* **Exercise aim**:
Everything from the first line of the records to the line containing "const DECIMAL_COMMON_CONFIDENCE: f64 = 0.85;", inclusive, is to be extracted exactly, and nothing more.
+---+
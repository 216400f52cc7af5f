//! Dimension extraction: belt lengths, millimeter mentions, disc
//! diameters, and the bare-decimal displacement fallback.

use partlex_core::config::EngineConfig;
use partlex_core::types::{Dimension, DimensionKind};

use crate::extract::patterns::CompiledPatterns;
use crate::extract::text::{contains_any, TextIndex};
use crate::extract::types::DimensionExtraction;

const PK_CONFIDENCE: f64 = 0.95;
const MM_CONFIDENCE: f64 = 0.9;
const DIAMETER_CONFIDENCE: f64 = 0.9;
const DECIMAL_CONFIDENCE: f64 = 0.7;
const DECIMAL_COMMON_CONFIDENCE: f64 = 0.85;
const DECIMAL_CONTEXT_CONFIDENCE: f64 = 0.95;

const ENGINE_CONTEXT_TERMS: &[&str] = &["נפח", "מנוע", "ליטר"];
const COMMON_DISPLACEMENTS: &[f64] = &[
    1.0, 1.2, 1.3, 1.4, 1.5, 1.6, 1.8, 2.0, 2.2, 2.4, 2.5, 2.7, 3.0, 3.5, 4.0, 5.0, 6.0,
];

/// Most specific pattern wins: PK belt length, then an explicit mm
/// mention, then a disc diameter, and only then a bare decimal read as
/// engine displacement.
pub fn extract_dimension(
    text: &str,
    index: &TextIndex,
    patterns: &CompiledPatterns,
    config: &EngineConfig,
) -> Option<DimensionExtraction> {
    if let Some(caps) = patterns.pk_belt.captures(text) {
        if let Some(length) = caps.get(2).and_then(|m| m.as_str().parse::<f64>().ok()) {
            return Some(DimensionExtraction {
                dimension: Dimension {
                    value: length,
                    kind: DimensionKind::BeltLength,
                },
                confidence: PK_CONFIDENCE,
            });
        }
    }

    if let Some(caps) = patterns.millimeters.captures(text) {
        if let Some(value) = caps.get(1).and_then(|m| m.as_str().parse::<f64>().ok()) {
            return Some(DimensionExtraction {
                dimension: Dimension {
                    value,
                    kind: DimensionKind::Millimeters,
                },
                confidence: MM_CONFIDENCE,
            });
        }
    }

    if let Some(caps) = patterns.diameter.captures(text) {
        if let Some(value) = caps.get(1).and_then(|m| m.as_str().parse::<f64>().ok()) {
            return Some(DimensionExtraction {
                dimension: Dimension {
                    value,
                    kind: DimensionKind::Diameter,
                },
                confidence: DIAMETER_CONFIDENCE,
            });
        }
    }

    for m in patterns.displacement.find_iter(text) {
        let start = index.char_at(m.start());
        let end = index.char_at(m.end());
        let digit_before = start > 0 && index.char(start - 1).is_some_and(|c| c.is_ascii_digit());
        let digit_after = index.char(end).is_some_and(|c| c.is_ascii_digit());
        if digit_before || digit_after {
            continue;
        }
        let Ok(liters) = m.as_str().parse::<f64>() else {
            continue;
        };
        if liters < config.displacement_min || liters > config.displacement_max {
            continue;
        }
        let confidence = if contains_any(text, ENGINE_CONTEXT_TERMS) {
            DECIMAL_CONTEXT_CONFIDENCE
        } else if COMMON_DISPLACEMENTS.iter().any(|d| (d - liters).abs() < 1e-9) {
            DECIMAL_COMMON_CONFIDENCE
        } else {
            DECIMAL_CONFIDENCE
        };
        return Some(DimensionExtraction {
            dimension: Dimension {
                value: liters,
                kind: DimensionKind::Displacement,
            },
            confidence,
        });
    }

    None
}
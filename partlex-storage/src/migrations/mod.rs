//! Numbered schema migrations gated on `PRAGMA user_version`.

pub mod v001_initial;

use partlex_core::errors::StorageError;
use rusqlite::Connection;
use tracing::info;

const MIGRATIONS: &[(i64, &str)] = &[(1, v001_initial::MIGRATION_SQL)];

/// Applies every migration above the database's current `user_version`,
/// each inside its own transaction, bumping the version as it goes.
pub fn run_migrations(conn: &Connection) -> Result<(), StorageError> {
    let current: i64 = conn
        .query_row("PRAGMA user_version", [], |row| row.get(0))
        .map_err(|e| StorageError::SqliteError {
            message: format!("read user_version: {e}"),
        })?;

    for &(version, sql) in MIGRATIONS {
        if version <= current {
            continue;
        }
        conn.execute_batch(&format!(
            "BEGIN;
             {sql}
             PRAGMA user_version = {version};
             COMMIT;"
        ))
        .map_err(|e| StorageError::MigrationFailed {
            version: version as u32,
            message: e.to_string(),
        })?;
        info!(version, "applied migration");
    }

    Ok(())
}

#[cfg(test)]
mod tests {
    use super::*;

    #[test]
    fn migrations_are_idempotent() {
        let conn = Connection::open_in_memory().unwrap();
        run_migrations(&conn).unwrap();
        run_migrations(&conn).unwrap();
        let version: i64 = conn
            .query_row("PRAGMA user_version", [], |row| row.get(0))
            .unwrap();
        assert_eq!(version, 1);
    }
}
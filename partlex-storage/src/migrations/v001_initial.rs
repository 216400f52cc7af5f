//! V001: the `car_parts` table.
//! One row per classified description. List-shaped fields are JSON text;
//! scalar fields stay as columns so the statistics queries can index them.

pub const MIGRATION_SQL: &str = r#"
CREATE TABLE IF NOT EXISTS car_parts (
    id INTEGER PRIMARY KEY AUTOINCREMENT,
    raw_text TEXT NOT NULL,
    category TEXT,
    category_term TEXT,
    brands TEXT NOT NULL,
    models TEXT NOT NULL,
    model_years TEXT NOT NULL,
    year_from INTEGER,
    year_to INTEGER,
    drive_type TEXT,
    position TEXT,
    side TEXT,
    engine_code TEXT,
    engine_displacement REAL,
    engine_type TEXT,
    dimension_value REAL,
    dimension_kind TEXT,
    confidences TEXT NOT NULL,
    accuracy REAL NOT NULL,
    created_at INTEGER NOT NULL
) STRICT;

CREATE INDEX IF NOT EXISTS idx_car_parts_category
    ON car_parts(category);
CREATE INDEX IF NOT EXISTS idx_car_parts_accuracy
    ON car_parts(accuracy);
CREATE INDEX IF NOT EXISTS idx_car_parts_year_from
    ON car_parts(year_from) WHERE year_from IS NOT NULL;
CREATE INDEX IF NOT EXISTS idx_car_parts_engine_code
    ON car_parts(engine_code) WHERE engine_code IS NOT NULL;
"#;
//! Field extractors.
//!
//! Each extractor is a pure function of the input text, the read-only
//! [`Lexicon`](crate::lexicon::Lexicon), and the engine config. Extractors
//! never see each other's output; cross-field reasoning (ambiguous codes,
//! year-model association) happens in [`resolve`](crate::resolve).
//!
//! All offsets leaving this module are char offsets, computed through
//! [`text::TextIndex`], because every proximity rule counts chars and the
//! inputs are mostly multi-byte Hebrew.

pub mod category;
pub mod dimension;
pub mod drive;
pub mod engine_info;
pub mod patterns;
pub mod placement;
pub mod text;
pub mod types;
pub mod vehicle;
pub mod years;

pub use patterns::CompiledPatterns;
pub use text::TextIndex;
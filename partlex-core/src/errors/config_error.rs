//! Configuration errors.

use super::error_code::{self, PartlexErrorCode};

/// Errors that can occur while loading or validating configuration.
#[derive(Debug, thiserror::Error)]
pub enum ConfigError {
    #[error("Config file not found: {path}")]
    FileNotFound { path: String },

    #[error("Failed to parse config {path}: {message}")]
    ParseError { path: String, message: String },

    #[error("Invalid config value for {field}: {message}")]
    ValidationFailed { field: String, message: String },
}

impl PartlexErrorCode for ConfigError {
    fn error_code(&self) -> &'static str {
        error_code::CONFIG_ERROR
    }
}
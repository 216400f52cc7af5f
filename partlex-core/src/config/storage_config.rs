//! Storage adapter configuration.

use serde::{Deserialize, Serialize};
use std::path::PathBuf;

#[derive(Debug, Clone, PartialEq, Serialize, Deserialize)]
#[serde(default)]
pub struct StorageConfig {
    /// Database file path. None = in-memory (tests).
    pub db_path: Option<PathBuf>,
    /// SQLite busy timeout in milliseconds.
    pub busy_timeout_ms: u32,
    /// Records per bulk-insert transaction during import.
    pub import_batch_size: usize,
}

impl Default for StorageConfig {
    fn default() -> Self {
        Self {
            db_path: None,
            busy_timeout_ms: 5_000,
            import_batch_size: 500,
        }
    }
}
+---+
* **Response to this task**:
repository 216400f52cc7af5f
//! Dimension extraction: belt lengths, millimeter mentions, disc
//! diameters, and the bare-decimal displacement fallback.

use partlex_core::config::EngineConfig;
use partlex_core::types::{Dimension, DimensionKind};

use crate::extract::patterns::CompiledPatterns;
use crate::extract::text::{contains_any, TextIndex};
use crate::extract::types::DimensionExtraction;

const PK_CONFIDENCE: f64 = 0.95;
const MM_CONFIDENCE: f64 = 0.9;
const DIAMETER_CONFIDENCE: f64 = 0.9;
const DECIMAL_CONFIDENCE: f64 = 0.7;
const DECIMAL_COMMON_CONFIDENCE: f64 = 0.85;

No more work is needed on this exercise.